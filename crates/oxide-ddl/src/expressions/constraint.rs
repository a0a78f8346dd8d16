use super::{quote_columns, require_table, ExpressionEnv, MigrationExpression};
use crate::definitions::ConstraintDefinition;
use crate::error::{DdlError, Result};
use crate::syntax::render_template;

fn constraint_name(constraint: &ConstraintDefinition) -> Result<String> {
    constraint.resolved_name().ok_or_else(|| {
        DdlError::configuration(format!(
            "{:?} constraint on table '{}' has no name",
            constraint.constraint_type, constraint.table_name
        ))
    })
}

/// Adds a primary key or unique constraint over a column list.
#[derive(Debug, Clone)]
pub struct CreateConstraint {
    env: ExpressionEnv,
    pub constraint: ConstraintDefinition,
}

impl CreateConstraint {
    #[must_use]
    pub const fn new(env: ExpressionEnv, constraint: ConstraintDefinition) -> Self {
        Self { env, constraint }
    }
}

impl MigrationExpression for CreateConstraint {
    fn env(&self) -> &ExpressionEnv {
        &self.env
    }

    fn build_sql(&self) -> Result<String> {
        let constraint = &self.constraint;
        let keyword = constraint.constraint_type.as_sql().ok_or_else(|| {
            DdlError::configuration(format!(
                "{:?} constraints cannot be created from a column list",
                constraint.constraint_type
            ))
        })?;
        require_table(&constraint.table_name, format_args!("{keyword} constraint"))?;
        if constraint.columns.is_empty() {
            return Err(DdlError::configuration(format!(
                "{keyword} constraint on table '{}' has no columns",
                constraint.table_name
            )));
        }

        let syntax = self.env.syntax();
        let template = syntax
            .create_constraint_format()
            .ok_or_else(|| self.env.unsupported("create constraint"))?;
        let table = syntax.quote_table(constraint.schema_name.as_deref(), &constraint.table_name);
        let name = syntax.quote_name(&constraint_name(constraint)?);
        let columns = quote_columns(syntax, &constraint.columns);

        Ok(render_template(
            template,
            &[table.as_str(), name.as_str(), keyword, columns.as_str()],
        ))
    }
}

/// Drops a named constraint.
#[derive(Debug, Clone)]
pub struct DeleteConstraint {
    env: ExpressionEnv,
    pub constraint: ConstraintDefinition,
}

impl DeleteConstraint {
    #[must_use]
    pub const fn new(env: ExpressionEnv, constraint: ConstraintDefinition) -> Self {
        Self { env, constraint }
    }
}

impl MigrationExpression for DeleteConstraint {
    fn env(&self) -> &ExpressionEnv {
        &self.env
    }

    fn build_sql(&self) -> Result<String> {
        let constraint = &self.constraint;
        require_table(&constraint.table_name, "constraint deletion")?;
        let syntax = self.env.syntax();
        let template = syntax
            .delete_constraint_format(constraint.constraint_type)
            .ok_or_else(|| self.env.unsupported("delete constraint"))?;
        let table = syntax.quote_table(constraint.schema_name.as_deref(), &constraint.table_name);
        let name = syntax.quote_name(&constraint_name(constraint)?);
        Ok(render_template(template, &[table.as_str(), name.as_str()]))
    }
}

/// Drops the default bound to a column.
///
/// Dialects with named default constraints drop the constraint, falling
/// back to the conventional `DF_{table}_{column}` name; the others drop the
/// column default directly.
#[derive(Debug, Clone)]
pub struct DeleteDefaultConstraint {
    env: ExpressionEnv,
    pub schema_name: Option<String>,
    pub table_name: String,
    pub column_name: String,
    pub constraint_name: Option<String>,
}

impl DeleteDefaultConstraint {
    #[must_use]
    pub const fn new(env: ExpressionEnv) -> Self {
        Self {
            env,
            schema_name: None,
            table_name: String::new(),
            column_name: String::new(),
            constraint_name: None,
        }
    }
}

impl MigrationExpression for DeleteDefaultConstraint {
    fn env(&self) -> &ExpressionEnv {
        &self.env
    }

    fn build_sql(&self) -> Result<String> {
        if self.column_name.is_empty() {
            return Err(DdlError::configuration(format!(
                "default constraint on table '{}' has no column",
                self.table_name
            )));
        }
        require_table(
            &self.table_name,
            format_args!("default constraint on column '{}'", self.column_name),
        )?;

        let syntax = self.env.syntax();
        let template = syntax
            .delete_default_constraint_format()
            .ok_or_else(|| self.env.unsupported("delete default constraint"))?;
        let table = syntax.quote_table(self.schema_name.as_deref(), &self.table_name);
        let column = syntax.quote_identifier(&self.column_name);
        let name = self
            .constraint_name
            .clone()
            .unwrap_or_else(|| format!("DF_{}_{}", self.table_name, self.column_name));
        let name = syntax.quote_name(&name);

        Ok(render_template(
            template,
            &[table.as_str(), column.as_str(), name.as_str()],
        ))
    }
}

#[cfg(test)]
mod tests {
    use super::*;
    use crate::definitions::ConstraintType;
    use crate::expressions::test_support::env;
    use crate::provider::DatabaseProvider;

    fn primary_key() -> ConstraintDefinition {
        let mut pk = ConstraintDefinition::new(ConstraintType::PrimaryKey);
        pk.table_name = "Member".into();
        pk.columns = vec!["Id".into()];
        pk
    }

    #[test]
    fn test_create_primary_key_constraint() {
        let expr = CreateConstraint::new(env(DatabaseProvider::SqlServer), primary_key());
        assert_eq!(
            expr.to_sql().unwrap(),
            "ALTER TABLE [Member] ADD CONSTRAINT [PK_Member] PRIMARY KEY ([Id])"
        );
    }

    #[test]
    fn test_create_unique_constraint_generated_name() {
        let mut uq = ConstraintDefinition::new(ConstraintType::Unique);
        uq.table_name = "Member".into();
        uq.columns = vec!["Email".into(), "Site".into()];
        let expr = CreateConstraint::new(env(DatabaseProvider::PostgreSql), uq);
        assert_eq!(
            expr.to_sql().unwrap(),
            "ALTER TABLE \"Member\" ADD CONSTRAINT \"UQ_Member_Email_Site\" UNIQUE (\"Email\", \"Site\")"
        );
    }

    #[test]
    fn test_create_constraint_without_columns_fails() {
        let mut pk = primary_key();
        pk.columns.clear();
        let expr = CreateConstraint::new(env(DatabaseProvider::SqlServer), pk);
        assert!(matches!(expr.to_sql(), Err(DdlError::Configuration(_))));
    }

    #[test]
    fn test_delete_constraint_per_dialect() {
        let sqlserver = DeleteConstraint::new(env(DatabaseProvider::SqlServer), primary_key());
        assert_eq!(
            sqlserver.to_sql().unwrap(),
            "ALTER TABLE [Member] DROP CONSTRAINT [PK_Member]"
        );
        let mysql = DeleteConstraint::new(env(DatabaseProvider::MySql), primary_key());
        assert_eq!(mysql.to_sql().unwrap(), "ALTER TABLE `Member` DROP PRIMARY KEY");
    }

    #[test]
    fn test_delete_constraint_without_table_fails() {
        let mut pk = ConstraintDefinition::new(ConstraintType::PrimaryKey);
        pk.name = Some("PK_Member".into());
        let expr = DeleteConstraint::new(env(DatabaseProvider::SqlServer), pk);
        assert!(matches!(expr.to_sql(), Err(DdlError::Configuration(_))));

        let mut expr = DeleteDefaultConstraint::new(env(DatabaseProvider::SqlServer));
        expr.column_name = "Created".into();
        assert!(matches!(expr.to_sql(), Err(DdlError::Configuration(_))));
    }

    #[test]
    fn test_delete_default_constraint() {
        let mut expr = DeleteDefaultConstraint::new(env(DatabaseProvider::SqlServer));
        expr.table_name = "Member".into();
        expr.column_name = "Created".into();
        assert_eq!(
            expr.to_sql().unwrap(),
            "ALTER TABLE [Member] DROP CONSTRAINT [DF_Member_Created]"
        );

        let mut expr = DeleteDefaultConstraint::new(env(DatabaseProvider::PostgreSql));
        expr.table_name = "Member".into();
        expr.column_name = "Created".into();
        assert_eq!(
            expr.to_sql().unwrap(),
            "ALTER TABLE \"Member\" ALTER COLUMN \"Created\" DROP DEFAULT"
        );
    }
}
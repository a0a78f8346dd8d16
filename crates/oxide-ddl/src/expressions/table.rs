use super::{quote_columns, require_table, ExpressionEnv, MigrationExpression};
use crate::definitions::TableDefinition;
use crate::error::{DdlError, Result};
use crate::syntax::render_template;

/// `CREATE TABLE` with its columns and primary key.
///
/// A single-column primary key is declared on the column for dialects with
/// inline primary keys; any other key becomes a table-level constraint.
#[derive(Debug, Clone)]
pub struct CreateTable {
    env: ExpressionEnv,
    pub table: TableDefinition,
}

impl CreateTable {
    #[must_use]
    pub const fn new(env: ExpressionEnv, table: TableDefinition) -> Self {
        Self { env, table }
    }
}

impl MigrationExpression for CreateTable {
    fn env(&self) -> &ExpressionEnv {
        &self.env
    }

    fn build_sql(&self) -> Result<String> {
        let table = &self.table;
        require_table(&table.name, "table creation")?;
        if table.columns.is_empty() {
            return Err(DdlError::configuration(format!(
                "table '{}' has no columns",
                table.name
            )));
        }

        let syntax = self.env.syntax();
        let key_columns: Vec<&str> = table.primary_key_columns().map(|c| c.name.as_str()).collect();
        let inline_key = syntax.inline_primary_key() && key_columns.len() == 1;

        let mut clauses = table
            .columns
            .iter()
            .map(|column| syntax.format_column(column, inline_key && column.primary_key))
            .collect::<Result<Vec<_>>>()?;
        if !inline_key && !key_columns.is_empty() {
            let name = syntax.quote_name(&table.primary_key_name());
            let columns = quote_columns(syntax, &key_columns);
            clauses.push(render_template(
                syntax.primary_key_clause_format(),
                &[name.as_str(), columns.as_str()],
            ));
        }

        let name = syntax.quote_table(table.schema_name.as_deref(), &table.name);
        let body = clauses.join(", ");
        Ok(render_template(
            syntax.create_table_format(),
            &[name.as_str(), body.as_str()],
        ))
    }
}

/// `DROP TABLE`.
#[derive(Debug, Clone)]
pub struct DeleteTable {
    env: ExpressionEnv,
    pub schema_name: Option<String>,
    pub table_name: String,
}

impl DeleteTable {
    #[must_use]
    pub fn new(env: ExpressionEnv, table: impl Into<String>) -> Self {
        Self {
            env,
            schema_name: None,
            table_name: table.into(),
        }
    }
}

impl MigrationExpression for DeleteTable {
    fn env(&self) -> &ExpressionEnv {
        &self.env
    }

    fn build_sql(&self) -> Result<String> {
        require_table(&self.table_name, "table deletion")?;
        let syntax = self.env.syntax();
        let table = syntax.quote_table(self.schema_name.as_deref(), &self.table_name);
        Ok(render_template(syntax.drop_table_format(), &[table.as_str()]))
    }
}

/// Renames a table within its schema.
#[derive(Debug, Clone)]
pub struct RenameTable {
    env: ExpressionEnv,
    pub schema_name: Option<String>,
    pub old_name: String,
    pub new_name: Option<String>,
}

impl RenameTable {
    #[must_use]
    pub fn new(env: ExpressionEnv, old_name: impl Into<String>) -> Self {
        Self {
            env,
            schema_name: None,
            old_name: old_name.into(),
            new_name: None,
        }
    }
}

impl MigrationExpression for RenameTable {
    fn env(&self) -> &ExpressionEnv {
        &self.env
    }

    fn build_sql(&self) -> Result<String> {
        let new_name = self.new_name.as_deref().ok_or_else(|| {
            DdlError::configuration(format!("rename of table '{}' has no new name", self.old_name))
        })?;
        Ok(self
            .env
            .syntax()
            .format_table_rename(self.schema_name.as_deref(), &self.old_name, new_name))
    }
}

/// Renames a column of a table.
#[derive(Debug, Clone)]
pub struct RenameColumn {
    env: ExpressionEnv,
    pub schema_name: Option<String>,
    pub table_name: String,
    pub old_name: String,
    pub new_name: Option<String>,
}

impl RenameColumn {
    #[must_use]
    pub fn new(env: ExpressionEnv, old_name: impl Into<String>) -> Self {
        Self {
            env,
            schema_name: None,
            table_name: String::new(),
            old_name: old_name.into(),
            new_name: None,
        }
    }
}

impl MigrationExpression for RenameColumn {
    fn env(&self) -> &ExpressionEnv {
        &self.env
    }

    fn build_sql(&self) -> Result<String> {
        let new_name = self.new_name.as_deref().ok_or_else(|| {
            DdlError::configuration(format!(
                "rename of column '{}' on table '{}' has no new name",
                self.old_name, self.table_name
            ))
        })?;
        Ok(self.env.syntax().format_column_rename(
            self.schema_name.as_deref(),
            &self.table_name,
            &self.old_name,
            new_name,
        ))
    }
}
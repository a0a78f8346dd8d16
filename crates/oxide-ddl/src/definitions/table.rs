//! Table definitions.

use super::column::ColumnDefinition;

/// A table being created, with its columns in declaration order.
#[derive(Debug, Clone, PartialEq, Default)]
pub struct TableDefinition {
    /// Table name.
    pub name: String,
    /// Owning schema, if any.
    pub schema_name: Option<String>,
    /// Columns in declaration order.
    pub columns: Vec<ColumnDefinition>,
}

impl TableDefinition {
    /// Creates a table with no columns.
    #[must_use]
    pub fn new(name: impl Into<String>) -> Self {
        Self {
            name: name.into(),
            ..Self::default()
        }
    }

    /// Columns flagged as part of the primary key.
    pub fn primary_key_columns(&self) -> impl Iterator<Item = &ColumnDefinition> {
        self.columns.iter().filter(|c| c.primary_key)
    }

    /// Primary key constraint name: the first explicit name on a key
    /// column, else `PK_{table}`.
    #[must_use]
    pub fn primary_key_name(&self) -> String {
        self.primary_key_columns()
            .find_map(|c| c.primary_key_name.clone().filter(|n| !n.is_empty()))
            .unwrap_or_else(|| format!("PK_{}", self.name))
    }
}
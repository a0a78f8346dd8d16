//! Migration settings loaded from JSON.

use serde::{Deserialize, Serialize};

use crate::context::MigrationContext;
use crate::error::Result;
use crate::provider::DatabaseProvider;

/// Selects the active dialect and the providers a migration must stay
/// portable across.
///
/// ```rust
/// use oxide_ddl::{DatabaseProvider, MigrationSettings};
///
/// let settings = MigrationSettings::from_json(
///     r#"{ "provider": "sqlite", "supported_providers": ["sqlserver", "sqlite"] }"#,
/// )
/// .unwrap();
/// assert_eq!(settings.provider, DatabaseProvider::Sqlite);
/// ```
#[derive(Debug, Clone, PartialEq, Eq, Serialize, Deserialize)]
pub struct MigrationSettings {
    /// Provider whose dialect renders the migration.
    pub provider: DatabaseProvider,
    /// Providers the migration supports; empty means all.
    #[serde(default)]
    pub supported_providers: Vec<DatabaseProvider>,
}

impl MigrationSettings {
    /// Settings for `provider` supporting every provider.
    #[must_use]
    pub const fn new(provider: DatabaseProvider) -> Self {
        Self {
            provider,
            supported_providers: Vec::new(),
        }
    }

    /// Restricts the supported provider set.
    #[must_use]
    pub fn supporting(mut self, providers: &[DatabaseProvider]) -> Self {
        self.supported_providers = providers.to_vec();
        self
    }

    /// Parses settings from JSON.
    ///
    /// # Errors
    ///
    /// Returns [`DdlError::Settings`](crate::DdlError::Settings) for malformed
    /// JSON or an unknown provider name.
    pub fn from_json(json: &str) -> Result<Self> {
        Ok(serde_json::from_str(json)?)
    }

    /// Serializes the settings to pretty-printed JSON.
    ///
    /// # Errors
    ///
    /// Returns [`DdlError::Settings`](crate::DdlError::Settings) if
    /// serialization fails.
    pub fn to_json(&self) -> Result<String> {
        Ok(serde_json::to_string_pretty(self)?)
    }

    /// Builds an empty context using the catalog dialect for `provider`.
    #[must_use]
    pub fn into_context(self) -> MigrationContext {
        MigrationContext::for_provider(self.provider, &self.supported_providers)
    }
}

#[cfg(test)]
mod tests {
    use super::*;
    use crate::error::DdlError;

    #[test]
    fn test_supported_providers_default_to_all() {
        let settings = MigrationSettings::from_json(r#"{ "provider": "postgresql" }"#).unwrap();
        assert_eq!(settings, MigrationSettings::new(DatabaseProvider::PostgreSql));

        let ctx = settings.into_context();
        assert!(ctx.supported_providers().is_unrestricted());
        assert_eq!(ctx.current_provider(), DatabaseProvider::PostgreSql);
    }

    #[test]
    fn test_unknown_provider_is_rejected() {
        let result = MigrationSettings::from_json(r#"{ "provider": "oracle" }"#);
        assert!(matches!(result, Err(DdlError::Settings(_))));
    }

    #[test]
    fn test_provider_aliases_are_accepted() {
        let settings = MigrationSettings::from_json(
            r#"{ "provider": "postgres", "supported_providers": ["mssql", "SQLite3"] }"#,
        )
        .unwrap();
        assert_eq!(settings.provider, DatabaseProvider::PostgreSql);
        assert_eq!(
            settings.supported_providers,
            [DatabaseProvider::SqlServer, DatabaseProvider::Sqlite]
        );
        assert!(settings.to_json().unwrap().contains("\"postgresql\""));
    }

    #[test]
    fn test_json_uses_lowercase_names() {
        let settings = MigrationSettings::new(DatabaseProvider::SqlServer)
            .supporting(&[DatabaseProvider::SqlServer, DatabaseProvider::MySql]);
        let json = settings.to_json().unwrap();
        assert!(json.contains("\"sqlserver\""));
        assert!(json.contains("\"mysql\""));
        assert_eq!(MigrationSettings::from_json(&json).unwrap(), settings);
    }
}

### Brief
Show every line of the listing containing the string "PartialEq" by copying it.

### Solved exercise
#[derive(Debug, Clone, PartialEq, Default)]
#[derive(Debug, Clone, PartialEq, Eq, Serialize, Deserialize)]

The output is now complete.